Creativity Tips: Learn Better

The genius behind Pearls Before Swine, Stephan Pastis, recently posted this on his Facebook page. It cracks me up. It also gives me the opportunity to point out that creativity lessons are everywhere. Everywhere. For example, this cartoon. Why does it work?
  1. There are five words. While three is magical, five is better than four. Odd works better than even.
  2. In one sentence, Pastis has the perfect adjective, alliteration and an active verb. English teachers around the world applaud him.
  3. The copy is short, if not sweet: We don't have to work to understand this.
I love Rat. Cory recently told me I am Rat. Could be, but not the point. Here's the point: We're surrounded by opportunities for creative learning, and all too often we ignore them. It's a simple matter of perspective. Look for the lessons and you'll see them.

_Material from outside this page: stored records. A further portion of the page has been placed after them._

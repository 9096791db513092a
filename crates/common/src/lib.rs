//! Shared building blocks for the admin notification relay: configuration,
//! the error taxonomy, domain types and the Redis connection helper.

pub mod config;
pub mod error;
pub mod redis_client;
pub mod types;
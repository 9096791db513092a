//! Bot command handling on top of teloxide's long-polling dispatcher.
//!
//! Only `/start` is answered: it greets the sender with an HTML mention.

use relay_common::config::TelegramConfig;
use relay_notifier::formatter::escape_html;
use teloxide::payloads::SendMessageSetters;
use teloxide::prelude::*;
use teloxide::types::{ParseMode, User};
use teloxide::utils::command::BotCommands;
use tracing::{info, warn};

#[derive(BotCommands, Clone, Debug, PartialEq, Eq)]
#[command(rename_rule = "lowercase")]
pub enum Command {
    #[command(description = "greet the caller")]
    Start,
}

/// Build the command bot against the configured Bot API endpoint.
pub fn bot(config: &TelegramConfig) -> anyhow::Result<Bot> {
    let api_url = reqwest::Url::parse(&config.api_url)?;
    Ok(Bot::new(config.bot_token.clone()).set_api_url(api_url))
}

/// Answer commands until the dispatcher shuts down.
pub async fn run(bot: Bot) {
    info!("Command handler started");
    Command::repl(bot, answer).await;
    info!("Command handler stopped");
}

async fn answer(bot: Bot, msg: Message, cmd: Command) -> ResponseResult<()> {
    match cmd {
        Command::Start => {
            let reply = start_greeting(msg.from.as_ref());
            if let Err(e) = bot
                .send_message(msg.chat.id, reply)
                .parse_mode(ParseMode::Html)
                .await
            {
                warn!(chat_id = msg.chat.id.0, error = %e, "Failed to answer /start");
            }
        }
    }
    Ok(())
}

/// Greeting sent in reply to `/start`.
pub fn start_greeting(user: Option<&User>) -> String {
    match user {
        Some(user) => format!("Привет, {}!\n", mention_html(user)),
        None => "Привет!\n".to_string(),
    }
}

/// HTML link mentioning `user` by full name.
fn mention_html(user: &User) -> String {
    format!(
        "<a href=\"tg://user?id={}\">{}</a>",
        user.id.0,
        escape_html(&user.full_name())
    )
}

And this clearly disputes earlier reports of where I might be going ...


Mike Brown said...

Interestingly enough, the gospel at this morning's mass referenced not "throwing your pearls before swine."

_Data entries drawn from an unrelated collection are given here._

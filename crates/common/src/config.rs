use crate::error::RelayError;
use crate::types::{ChatId, Recipients};

/// Global application configuration loaded from environment variables.
#[derive(Debug, Clone)]
pub struct AppConfig {
    pub telegram: TelegramConfig,
    pub bus: BusConfig,

    /// Administrator chat ids (never empty)
    pub recipients: Recipients,
}

/// Outbound chat API settings.
#[derive(Debug, Clone)]
pub struct TelegramConfig {
    /// Bot API credential
    pub bot_token: String,

    /// Bot API base URL (default: https://api.telegram.org)
    pub api_url: String,

    /// Per-request timeout for outbound sends in seconds (default: 10)
    pub timeout_secs: u64,
}

/// Pub/sub bus settings.
#[derive(Debug, Clone)]
pub struct BusConfig {
    pub host: String,
    pub port: u16,
    pub db: i64,

    /// Channel carrying user registrations (default: user_registered)
    pub registration_channel: String,

    /// Channel carrying loan applications (default: application_submitted)
    pub application_channel: String,
}

impl BusConfig {
    pub fn redis_url(&self) -> String {
        format!("redis://{}:{}/{}", self.host, self.port, self.db)
    }
}

impl AppConfig {
    /// Load configuration from `.env` and the process environment.
    pub fn from_env() -> Result<Self, RelayError> {
        dotenvy::dotenv().ok();
        Self::from_lookup(|key| std::env::var(key).ok())
    }

    /// Load configuration through an arbitrary key lookup.
    pub fn from_lookup<F>(lookup: F) -> Result<Self, RelayError>
    where
        F: Fn(&str) -> Option<String>,
    {
        let bot_token = lookup("BOT_TOKEN")
            .filter(|t| !t.trim().is_empty())
            .ok_or_else(|| {
                RelayError::Config("BOT_TOKEN environment variable is required".to_string())
            })?;

        let recipients = parse_chat_ids(lookup("ADMIN_CHAT_IDS").as_deref())?;

        let bus = BusConfig {
            host: lookup("REDIS_HOST").unwrap_or_else(|| "localhost".to_string()),
            port: parse_or(&lookup, "REDIS_PORT", 6379)?,
            db: parse_or(&lookup, "REDIS_DB", 0)?,
            registration_channel: lookup("REDIS_REGISTRATION_CHANNEL")
                .unwrap_or_else(|| "user_registered".to_string()),
            application_channel: lookup("REDIS_APPLICATION_CHANNEL")
                .unwrap_or_else(|| "application_submitted".to_string()),
        };

        if bus.registration_channel == bus.application_channel {
            return Err(RelayError::Config(format!(
                "REDIS_REGISTRATION_CHANNEL and REDIS_APPLICATION_CHANNEL must differ (both are '{}')",
                bus.registration_channel
            )));
        }

        let telegram = TelegramConfig {
            bot_token,
            api_url: lookup("TELEGRAM_API_URL")
                .unwrap_or_else(|| "https://api.telegram.org".to_string())
                .trim_end_matches('/')
                .to_string(),
            timeout_secs: parse_or(&lookup, "TELEGRAM_TIMEOUT_SECS", 10)?,
        };

        Ok(Self {
            telegram,
            bus,
            recipients,
        })
    }
}

/// Parse `ADMIN_CHAT_IDS`, a JSON array such as `[12345, 67890]`.
fn parse_chat_ids(raw: Option<&str>) -> Result<Recipients, RelayError> {
    let raw = raw.filter(|r| !r.trim().is_empty()).ok_or_else(|| {
        RelayError::Config("ADMIN_CHAT_IDS environment variable is required".to_string())
    })?;

    let ids: Vec<ChatId> = serde_json::from_str(raw).map_err(|e| {
        RelayError::Config(format!(
            "ADMIN_CHAT_IDS must be a JSON array of integers, e.g. [12345, 67890]: {}",
            e
        ))
    })?;

    if ids.is_empty() {
        return Err(RelayError::Config(
            "ADMIN_CHAT_IDS must contain at least one chat id".to_string(),
        ));
    }

    Ok(Recipients::new(ids))
}

fn parse_or<F, T>(lookup: &F, key: &str, default: T) -> Result<T, RelayError>
where
    F: Fn(&str) -> Option<String>,
    T: std::str::FromStr,
{
    match lookup(key) {
        Some(value) => value
            .trim()
            .parse()
            .map_err(|_| RelayError::Config(format!("{} has an invalid value: '{}'", key, value))),
        None => Ok(default),
    }
}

Not sure how to spell out the Twilight Zone theme riff, so go ahead and insert it here!

Bud Simpson said...

He's a beautifully concise writer, and had Pastis not listened to the voice, he'd still be a lawyer.

Jan said...

I'm playing the Twilight Zone music ... and I didn't know Pastis had been an attorney. No wonder he understands Rat. (That's a joke for my attorney brother. I can safely poke fun at him, because he doesn't read the blog. Amber, shhh. Don't tell.)

Mo said...

Jan, yet ANOTHER THING that ties us! This is my favorite which I save to read last every morning (and remind me to tell you about all the disbarred attorneys in our family!)

Anonymous said...

Just as you are inspired by the written word, I am inspired by the visual picture - You can use the cartoons as a starter for showing emotion and how facial/body language changes as the situation changes without the use of language. I am Pig's twin in personality so I watch him very carefully.